Sunday, January 25, 2009
Obama and the Twilight Generation: Marketing Adulthood
By Bernie Quigley
- for The Hill on 1/26/09
There must have been some disconnect between President Obama and the crowd during his inaugural speech.
His phrase, “It’s time to put aside childish things,” could have only been geared to that generation – mine - which rose into the seventies admonished as a culture of narcissism by Christopher Lash and again in 1992 by the legendary John Kenneth Galbraith in The Culture of Contentment.
But one group is definitely on the same page: 13 year olds.
“My mom always says I was born thirty-five years old and that I get more middle-aged every year,” says 17-year old Bella.
“Well, someone has to be the adult,” replies Edward.
These are the gods and idols of the rising generation. They are what Bob Dylan and Joan Baez were to my generation; they are what Marilyn Monroe, Joe DiMaggio and Elvis were to the post-war group. Texas psychiatrist David Rosen has an instructive book, The Tao of Elvis, on how archetypal figures like this whisp through a generation. They are Anima and Animus, as psychologists say; the organic yin and yang paradigm which will awaken, rise and mature within the generational group over the next 20 years.
Bella and Edward are teen idols. They are the characters of Twilight and if your kids are older than 16 they probably won’t get it. But Malia and Sasha will and most likely so will Barack and Michelle.
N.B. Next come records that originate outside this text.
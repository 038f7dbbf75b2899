pub mod audio_reader;
pub mod audio_segment;
pub mod speech_recognizer;
pub mod ffmpeg_audio_reader;
pub mod whisper_recognizer;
But the vast chorus of professionals is still in denial. The novel Twilight by Stephenie Meyer has sold over 25 million copies and my daughter and her friends have all read the book and seen the movie at least twice and are anxiously awaiting the release of the DVD.
Hollywood and the zeitgeist are still pitching President Hillary and her hard-boiled, sweaty, overwrought and over-cooked protector Jack Bauer in a virtuoso Mao Theater of influence for the leisure class that completely misses the point.
But Obama’s inaugural speech was a marketing coup, not unlike one Bob Dylan engineered early in his career.
There is a legendary marketing story about Dylan’s recording company refusing to release Like a Rolling Stone, which became a generational anthem. The big producers knew that it would change everything and would diminish the value of their existing artists.
So the tape was surreptitiously played at Arthur’s, a popular New York club in the day. Disk jockeys heard it there for the first time and began playing it on the radio in the morning. It changed everything; the generation, the music, the world.
Obama did much the same thing at his inauguration. When he finally got the stage to himself, when he didn’t need to watch the polls and market surveys, when he didn’t have to listen to the press, when no one could stop him, he brought forth a radically new idea: Adulthood.
That’s going to be a tough sell marketwise, and will take some radical transitioning.
Change will start with Bella and Edward and their 25 million. And as it did with the release of Dylan’s Like a Rolling Stone, it will change everything.
Adulthood, that is, will be a tough sell. But it will change everything.